TASK INPUT START

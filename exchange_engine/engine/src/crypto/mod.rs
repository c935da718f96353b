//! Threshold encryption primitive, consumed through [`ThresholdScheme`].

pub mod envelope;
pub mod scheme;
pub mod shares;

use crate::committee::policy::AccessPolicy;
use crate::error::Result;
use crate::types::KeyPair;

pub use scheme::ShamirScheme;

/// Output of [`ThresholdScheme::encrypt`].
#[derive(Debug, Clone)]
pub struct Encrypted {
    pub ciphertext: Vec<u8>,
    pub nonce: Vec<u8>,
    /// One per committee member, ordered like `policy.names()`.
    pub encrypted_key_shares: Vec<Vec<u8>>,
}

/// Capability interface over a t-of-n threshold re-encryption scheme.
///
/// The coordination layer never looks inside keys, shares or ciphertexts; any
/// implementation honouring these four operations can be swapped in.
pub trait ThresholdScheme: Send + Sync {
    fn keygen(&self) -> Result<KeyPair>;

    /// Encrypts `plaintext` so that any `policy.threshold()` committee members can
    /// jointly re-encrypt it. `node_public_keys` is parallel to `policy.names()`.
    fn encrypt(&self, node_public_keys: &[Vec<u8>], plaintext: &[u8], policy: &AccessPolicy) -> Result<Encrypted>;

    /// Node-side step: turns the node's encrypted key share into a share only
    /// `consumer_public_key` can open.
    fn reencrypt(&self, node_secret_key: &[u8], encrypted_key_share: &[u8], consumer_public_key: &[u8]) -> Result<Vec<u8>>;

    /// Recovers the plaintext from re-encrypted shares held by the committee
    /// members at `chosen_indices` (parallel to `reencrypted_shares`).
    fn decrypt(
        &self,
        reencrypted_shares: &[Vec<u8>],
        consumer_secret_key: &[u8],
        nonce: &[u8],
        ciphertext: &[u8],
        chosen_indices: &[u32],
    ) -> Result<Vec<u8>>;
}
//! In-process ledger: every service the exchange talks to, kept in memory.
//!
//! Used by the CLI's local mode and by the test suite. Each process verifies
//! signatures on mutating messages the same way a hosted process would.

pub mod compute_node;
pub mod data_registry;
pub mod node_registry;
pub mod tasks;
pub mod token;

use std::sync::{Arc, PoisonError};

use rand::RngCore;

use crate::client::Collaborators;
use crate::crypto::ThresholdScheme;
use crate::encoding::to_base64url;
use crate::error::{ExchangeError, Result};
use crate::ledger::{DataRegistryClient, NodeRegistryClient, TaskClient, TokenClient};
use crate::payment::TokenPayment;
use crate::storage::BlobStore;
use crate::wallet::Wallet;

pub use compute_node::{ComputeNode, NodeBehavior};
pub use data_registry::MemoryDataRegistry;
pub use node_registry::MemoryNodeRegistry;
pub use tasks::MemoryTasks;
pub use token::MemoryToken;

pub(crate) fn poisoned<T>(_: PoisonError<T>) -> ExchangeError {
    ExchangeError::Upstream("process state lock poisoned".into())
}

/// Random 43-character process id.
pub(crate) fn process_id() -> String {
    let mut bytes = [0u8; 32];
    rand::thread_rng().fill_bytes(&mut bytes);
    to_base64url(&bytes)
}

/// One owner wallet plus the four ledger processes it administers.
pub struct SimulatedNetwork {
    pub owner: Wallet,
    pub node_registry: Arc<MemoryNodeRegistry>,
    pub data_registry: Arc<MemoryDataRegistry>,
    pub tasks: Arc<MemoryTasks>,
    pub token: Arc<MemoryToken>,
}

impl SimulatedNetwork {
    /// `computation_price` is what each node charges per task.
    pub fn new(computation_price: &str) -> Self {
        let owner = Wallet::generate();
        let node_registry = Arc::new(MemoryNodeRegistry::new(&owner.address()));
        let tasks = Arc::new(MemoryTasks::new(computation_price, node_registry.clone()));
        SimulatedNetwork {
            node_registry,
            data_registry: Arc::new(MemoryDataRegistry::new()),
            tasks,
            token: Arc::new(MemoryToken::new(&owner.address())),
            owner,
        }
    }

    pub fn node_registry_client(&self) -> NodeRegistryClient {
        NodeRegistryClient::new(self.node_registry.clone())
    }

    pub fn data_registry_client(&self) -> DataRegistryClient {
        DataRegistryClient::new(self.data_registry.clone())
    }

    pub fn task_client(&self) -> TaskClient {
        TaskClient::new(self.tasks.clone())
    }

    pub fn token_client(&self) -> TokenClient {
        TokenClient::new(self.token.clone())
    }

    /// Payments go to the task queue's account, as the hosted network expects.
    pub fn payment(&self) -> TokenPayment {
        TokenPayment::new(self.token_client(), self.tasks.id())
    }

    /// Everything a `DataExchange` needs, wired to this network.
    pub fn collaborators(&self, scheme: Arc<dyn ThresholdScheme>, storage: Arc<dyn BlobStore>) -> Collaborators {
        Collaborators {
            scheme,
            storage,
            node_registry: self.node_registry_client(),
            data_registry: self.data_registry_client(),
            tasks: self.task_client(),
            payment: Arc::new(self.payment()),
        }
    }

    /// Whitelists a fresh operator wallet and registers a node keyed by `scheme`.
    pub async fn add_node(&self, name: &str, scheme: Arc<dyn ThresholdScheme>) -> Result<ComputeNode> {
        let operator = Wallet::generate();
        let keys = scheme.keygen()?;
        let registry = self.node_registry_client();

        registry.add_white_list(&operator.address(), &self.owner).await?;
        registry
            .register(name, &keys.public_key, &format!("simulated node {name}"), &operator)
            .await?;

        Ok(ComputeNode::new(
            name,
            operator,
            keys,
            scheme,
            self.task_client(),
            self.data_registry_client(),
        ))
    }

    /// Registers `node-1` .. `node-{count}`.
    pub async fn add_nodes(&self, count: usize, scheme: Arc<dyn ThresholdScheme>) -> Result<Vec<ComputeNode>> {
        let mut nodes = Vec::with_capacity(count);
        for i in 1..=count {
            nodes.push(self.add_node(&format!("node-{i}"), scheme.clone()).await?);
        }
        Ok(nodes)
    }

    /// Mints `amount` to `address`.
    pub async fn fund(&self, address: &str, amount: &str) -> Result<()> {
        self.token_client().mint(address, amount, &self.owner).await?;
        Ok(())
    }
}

TASK INPUT END

REQUIRED ACTION.
Scan the records above for lines with the word "committee". Then report how many there are, as a bare number.

ANSWER TO THIS EXERCISE.
4